[Sequel Unbelieve]

3.7K 370 128
                                    

Pandangannya mulai mengabur.

Kepalanya teramat pusing.

Nafasnya sesak.

Langkahnya pun terseok-seok membelah pepohonan hutan yang kini terlihat menyeramkan.

Ingin rasanya ia meneriakkan nama teman-teman satu pekerjaannya, berniat meminta pertolongan. Namun suaranya terasa tercekat. Seolah tertahan ketika sampai ditenggorokan.

Kedua tangannya ia gunakan untuk menekan pendarahan pada betis kirinya. Disana terdapat dua lubang luka kecil. Luka yang merupakan gigitan ular berbisa itu sukses membuatnya hampir tumbang ditempat. Tapi sebisa mungkin ia menahan semua rasa sakit yang menyerang, dan pergi menuju markas tempatnya bekerja.

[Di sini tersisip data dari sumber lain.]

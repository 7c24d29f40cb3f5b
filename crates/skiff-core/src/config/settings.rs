use crate::Result;
use serde::{Deserialize, Serialize};
use std::path::Path;

/// Two-character placeholder replaced with the encoded search text.
pub(crate) const PLACEHOLDER: &str = "{}";

/// Main configuration
#[derive(Debug, Clone, Default, Serialize, Deserialize)]
#[serde(rename_all = "camelCase")]
pub struct Config {
    #[serde(default)]
    pub search: SearchConfig,

    #[serde(default)]
    pub widgets: WidgetConfig,
}

impl Config {
    /// Load config from file. A missing file yields the defaults.
    ///
    /// # Errors
    ///
    /// Returns an error if the file cannot be read, contains invalid JSON,
    /// or fails validation.
    pub fn load(path: &Path) -> Result<Self> {
        if !path.exists() {
            return Ok(Self::default());
        }

        let content = std::fs::read_to_string(path)?;
        super::validation::warn_unknown_fields(&content, "config.json");
        let config: Self = serde_json::from_str(&content)?;
        config.search.validate()?;
        Ok(config)
    }

    /// Save config to file.
    ///
    /// # Errors
    ///
    /// Returns an error if serialization fails or the file cannot be written.
    pub fn save(&self, path: &Path) -> Result<()> {
        let content = serde_json::to_string_pretty(self)?;
        std::fs::write(path, content)?;
        Ok(())
    }
}

/// Search overlay configuration. Built once at startup, read-only after.
#[derive(Debug, Clone, Serialize, Deserialize)]
#[serde(rename_all = "camelCase")]
pub struct SearchConfig {
    /// Separates a command key from a trailing path segment.
    #[serde(default = "default_path_delimiter")]
    pub command_path_delimiter: char,

    /// Separates a command key from free-text search.
    #[serde(default = "default_search_delimiter")]
    pub command_search_delimiter: char,

    /// Template used when no command matches.
    #[serde(default = "default_search_template")]
    pub default_search_template: String,

    #[serde(default)]
    pub open_links_in_new_tab: bool,

    /// Maximum suggestions ever displayed.
    #[serde(default = "default_suggestion_limit")]
    pub suggestion_limit: usize,
}

impl SearchConfig {
    /// Reject configurations the classifier cannot work with.
    ///
    /// # Errors
    ///
    /// Returns `Error::Config` when the default search template carries no
    /// placeholder.
    pub fn validate(&self) -> Result<()> {
        if !self.default_search_template.contains(PLACEHOLDER) {
            return Err(crate::Error::Config(format!(
                "defaultSearchTemplate must contain the {PLACEHOLDER} placeholder"
            )));
        }
        Ok(())
    }
}

fn default_path_delimiter() -> char {
    '/'
}
fn default_search_delimiter() -> char {
    ' '
}
fn default_search_template() -> String {
    "https://www.google.com/search?q={}".to_string()
}
fn default_suggestion_limit() -> usize {
    5
}

impl Default for SearchConfig {
    fn default() -> Self {
        Self {
            command_path_delimiter: default_path_delimiter(),
            command_search_delimiter: default_search_delimiter(),
            default_search_template: default_search_template(),
            open_links_in_new_tab: false,
            suggestion_limit: default_suggestion_limit(),
        }
    }
}

/// Widget polling configuration
#[derive(Debug, Clone, Serialize, Deserialize)]
#[serde(rename_all = "camelCase")]
pub struct WidgetConfig {
    /// Base URL of the start-page backend.
    #[serde(default = "default_api_base")]
    pub api_base: String,

    #[serde(default = "default_weather_poll")]
    pub weather_poll_secs: u64,

    #[serde(default = "default_player_poll")]
    pub player_poll_millis: u64,
}

fn default_api_base() -> String {
    "http://localhost:8000".to_string()
}
fn default_weather_poll() -> u64 {
    60
}
fn default_player_poll() -> u64 {
    1100
}

impl Default for WidgetConfig {
    fn default() -> Self {
        Self {
            api_base: default_api_base(),
            weather_poll_secs: default_weather_poll(),
            player_poll_millis: default_player_poll(),
        }
    }
}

Suara gergaji mesin dan runtuhan pohon sudah terdengar samar. Meski begitu, ia sudah tau kalau keberadaan teman-temannya tak jauh dari tempatnya berpijak. Ia mencoba mengatur nafasnya yang memburu. Berjalan perlahan, bertumpu pada satu pohon ke pohon lainnya.

"Aku sudah tidak kuat. Rasanya sakit sekali.." lirihnya.

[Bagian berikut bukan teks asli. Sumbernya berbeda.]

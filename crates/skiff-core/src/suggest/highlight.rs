//! Match highlighting for rendered suggestions.

use regex::RegexBuilder;
use skiff_types::{HighlightSpan, Suggestion};

/// Locate one case-insensitive literal occurrence of `query` inside `text`
/// and record its byte span. Metacharacters in the query are escaped before
/// the pattern is built; a suggestion with no match is shown unsegmented.
#[must_use]
pub fn highlight(text: &str, query: &str) -> Suggestion {
    if query.is_empty() {
        return Suggestion::plain(text);
    }

    let matched = RegexBuilder::new(&regex::escape(query))
        .case_insensitive(true)
        .build()
        .ok()
        .and_then(|pattern| pattern.find(text))
        .map(|found| HighlightSpan {
            start: found.start(),
            end: found.end(),
        });

    Suggestion {
        text: text.to_string(),
        matched,
    }
}
//! Application state for the TUI.

use skiff_core::config::SearchConfig;
use skiff_core::overlay::{Overlay, SuggestionPass};
use skiff_core::registry::CommandRegistry;
use skiff_core::widgets::ProgressTracker;
use skiff_core::{PlayerState, WeatherSnapshot};
use std::sync::Arc;

/// Main application state
pub struct App {
    pub registry: Arc<CommandRegistry>,
    pub config: Arc<SearchConfig>,
    pub overlay: Overlay,
    pub weather: WeatherSnapshot,
    pub player: PlayerState,
    pub progress: ProgressTracker,
    pub should_quit: bool,
}

impl App {
    pub fn new(registry: Arc<CommandRegistry>, config: Arc<SearchConfig>) -> Self {
        let overlay = Overlay::new(Arc::clone(&registry), Arc::clone(&config));
        Self {
            registry,
            config,
            overlay,
            weather: WeatherSnapshot::default(),
            player: PlayerState::default(),
            progress: ProgressTracker::new(),
            should_quit: false,
        }
    }

    /// Append one character to the overlay input.
    pub fn push_input_char(&mut self, c: char) -> Option<SuggestionPass> {
        let mut text = self.overlay.input().to_string();
        text.push(c);
        self.overlay.input_changed(text)
    }

    /// Delete the last character of the overlay input. Deleting the final
    /// character empties the input and closes the overlay.
    pub fn pop_input_char(&mut self) -> Option<SuggestionPass> {
        let mut text = self.overlay.input().to_string();
        text.pop();
        self.overlay.input_changed(text)
    }
}
use directories::ProjectDirs;
use std::path::PathBuf;

/// Application directories following the XDG spec
#[derive(Debug, Clone)]
pub struct Directories {
    /// Config directory (~/.config/skiff)
    pub config: PathBuf,

    /// Config file path
    pub config_file: PathBuf,

    /// User command registry override
    pub commands_file: PathBuf,
}

impl Directories {
    /// Create a new `Directories` instance with standard XDG paths.
    ///
    /// # Panics
    ///
    /// Panics if the system's project directories cannot be determined.
    #[must_use]
    pub fn new() -> Self {
        let project =
            ProjectDirs::from("", "", "skiff").expect("Failed to determine project directories");

        let config = project.config_dir().to_path_buf();

        Self {
            config_file: config.join("config.json"),
            commands_file: config.join("commands.json"),
            config,
        }
    }

    #[must_use]
    pub fn with_base(base: PathBuf) -> Self {
        Self {
            config_file: base.join("config.json"),
            commands_file: base.join("commands.json"),
            config: base,
        }
    }

    /// Ensure the config directory exists.
    ///
    /// # Errors
    ///
    /// Returns an error if the directory cannot be created.
    pub fn ensure_exists(&self) -> std::io::Result<()> {
        std::fs::create_dir_all(&self.config)
    }
}

impl Default for Directories {
    fn default() -> Self {
        Self::new()
    }
}
mod dirs;
mod settings;
mod validation;

pub use dirs::Directories;
pub use settings::{Config, SearchConfig, WidgetConfig};
pub use validation::warn_unknown_fields;

pub(crate) use settings::PLACEHOLDER;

Tubuhnya merosot bersandar pada batang pohon besar yang terlihat lebih tua dari yang lainnya. Lebatnya daun didahan yang bercabang dari pohon tersebut melindunginya dari sengatan sinar matahari. Serta udara sejuk dan segar menyapa dirinya.

Namun sayang, keadaannya sekarang tidak memungkinkan dirinya untuk menikmati semua kenyamanan itu. Yang ada dipikirannya hanya satu. Ia sangat berharap seseorang datang menolongnya yang hampir sekarat. Membawanya pergi ke rumah sakit terdekat, agar mendapat perawatan.

Pikirannya kacau dengan berbagai alasan. Ia memejamkan matanya ketika menyadari bahwa kini dirinya hanya bisa pasrah. Menerima segala sesuatu yang akan terjadi di kemudian. Entah itu, tetap hidup atau mati? Karena sungguh, tubuhnya sudah mati rasa.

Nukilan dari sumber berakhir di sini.